4. The design of the ZK-rollup proving tokenomics poses a challenge known as the “impossible trinity”: balancing performance, cost, and decentralization.

5. An analysis is presented here of several ZKP proving tokenomics, using Taiko’s solutions as an example.

1. Introduction

In recent years, Zero-Knowledge Proof (ZKP) technology has made significant progress. It has become increasingly popular in projects that require computation scaling or privacy preservation.

ZKP, specifically the SNARK (Succinct Non-interactive Argument of Knowledge) protocol, has gained widespread recognition in Ethereum’s scaling direction. Ethereum’s roadmap includes a target of “Snark Everything,” and Vitalik Buterin has claimed that “zK-SNARKs are going to be as important as blockchain in the next 10 years.”

However, generating a zero-knowledge proof is a much more complex computation than an existing computation.

For example, in Ethereum, the computation of a block with 10M Gas takes less than 1 second, as shown in the picture below.

However, generating a proof for a block in a 128-core CPU for a circuit in ZKEVM may take more than 1700 seconds. Please refer to the benchmark result from the PSE team.

Even with a GPU, a ZKEVM requires hundreds of seconds to generate a proof. This means that verifying EVM computations with ZKP costs more than 1000 times the original computation.

There will be huge requirements for ZKP computation power, as there will be many ZKP projects, including L2 projects like zkSync, Scroll, Taiko, Polygon, Linea, and Aztec, as well as L1 projects like Aleo, Mina, and Risc Zero. There will also be other privacy, identity, and gaming-related projects that require ZKP computation power.

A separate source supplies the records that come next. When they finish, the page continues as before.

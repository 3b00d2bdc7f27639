//! Invocation payloads handed to the activity infrastructure.
//!
//! Every payload identifies the calling component. Geo and GPC are optional
//! capabilities layered on top with [`WithGeo`] and [`WithGpc`], so a call
//! site only supplies what it actually knows:
//!
//! ```ignore
//! let payload = ComponentPayload::new(Component::bidder("bidderA"))
//!     .with_geo(GeoInfo::new("USA", None))
//!     .with_gpc("1");
//! ```

use std::fmt;

use serde_json::{json, Map, Value};

use super::Component;
use crate::geo::GeoInfo;
use crate::openrtb::BidRequest;

/// Geo country/region exposed by a payload.
pub trait GeoCapability {
    fn country(&self) -> &str;
    fn region(&self) -> Option<&str>;
}

/// Global Privacy Control signal exposed by a payload.
pub trait GpcCapability {
    fn gpc(&self) -> &str;
}

/// What the activity rules are evaluated against.
pub trait ActivityInvocationPayload: fmt::Debug + Send + Sync {
    fn component(&self) -> &Component;

    fn as_geo(&self) -> Option<&dyn GeoCapability> {
        None
    }

    fn as_gpc(&self) -> Option<&dyn GpcCapability> {
        None
    }

    /// JSON rendering used by the debug trace.
    fn to_trace_json(&self) -> Value {
        let mut map = Map::new();
        map.insert(
            "componentType".into(),
            json!(self.component().component_type.to_string()),
        );
        map.insert("componentName".into(), json!(self.component().name));
        if let Some(geo) = self.as_geo() {
            map.insert("country".into(), json!(geo.country()));
            if let Some(region) = geo.region() {
                map.insert("region".into(), json!(region));
            }
        }
        if let Some(gpc) = self.as_gpc() {
            map.insert("gpc".into(), json!(gpc.gpc()));
        }
        Value::Object(map)
    }
}

/// Bare component identity.
#[derive(Debug, Clone, PartialEq, Eq)]
pub struct ComponentPayload {
    component: Component,
}

impl ComponentPayload {
    #[must_use]
    pub fn new(component: Component) -> Self {
        Self { component }
    }

    /// Builds the richest payload a bid request supports: device geo and
    /// `regs.ext.gpc` are attached only when the request carries them.
    #[must_use]
    pub fn for_bid_request(
        component: Component,
        request: &BidRequest,
    ) -> Box<dyn ActivityInvocationPayload> {
        Self::for_signals(
            component,
            GeoInfo::from_bid_request(request),
            request.gpc().map(str::to_string),
        )
    }

    /// Builds a payload from already resolved geo and GPC signals.
    #[must_use]
    pub fn for_signals(
        component: Component,
        geo: Option<GeoInfo>,
        gpc: Option<String>,
    ) -> Box<dyn ActivityInvocationPayload> {
        let base = Self::new(component);
        match (geo, gpc) {
            (Some(geo), Some(gpc)) => Box::new(base.with_geo(geo).with_gpc(gpc)),
            (Some(geo), None) => Box::new(base.with_geo(geo)),
            (None, Some(gpc)) => Box::new(base.with_gpc(gpc)),
            (None, None) => Box::new(base),
        }
    }
}

impl ActivityInvocationPayload for ComponentPayload {
    fn component(&self) -> &Component {
        &self.component
    }
}

/// Adds geo to an inner payload.
#[derive(Debug, Clone, PartialEq, Eq)]
pub struct WithGeo<P> {
    inner: P,
    geo: GeoInfo,
}

impl<P: ActivityInvocationPayload> ActivityInvocationPayload for WithGeo<P> {
    fn component(&self) -> &Component {
        self.inner.component()
    }

    fn as_geo(&self) -> Option<&dyn GeoCapability> {
        Some(self)
    }

    fn as_gpc(&self) -> Option<&dyn GpcCapability> {
        self.inner.as_gpc()
    }
}

impl<P> GeoCapability for WithGeo<P> {
    fn country(&self) -> &str {
        &self.geo.country
    }

    fn region(&self) -> Option<&str> {
        self.geo.region.as_deref()
    }
}

/// Adds a GPC signal to an inner payload.
#[derive(Debug, Clone, PartialEq, Eq)]
pub struct WithGpc<P> {
    inner: P,
    gpc: String,
}

impl<P: ActivityInvocationPayload> ActivityInvocationPayload for WithGpc<P> {
    fn component(&self) -> &Component {
        self.inner.component()
    }

    fn as_geo(&self) -> Option<&dyn GeoCapability> {
        self.inner.as_geo()
    }

    fn as_gpc(&self) -> Option<&dyn GpcCapability> {
        Some(self)
    }
}

impl<P> GpcCapability for WithGpc<P> {
    fn gpc(&self) -> &str {
        &self.gpc
    }
}

/// Composition helpers available on every sized payload.
pub trait PayloadBuilder: ActivityInvocationPayload + Sized {
    fn with_geo(self, geo: GeoInfo) -> WithGeo<Self> {
        WithGeo { inner: self, geo }
    }

    fn with_gpc(self, gpc: impl Into<String>) -> WithGpc<Self> {
        WithGpc {
            inner: self,
            gpc: gpc.into(),
        }
    }
}

impl<P: ActivityInvocationPayload> PayloadBuilder for P {}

Verifiable computation will be as important as computation itself in the future’s digital world, and ZKP acceleration will be the core of the next generation of blockchain’s computation power.

2. ZKP requires different tokenomics with POW

Proof of Work (PoW) is an algorithm used for distributed consensus. In PoW systems, participants (miners) must perform computationally intensive work to prove that they have invested a certain amount of computational resources. The goal of these algorithms is to ensure network security. Miners compete to find a hash value that meets specific conditions to gain block rewards and transaction fees.

However, ZKPs serve very different purposes and have distinct characteristics.

Here is the comparison between POW miners and ZKP provers.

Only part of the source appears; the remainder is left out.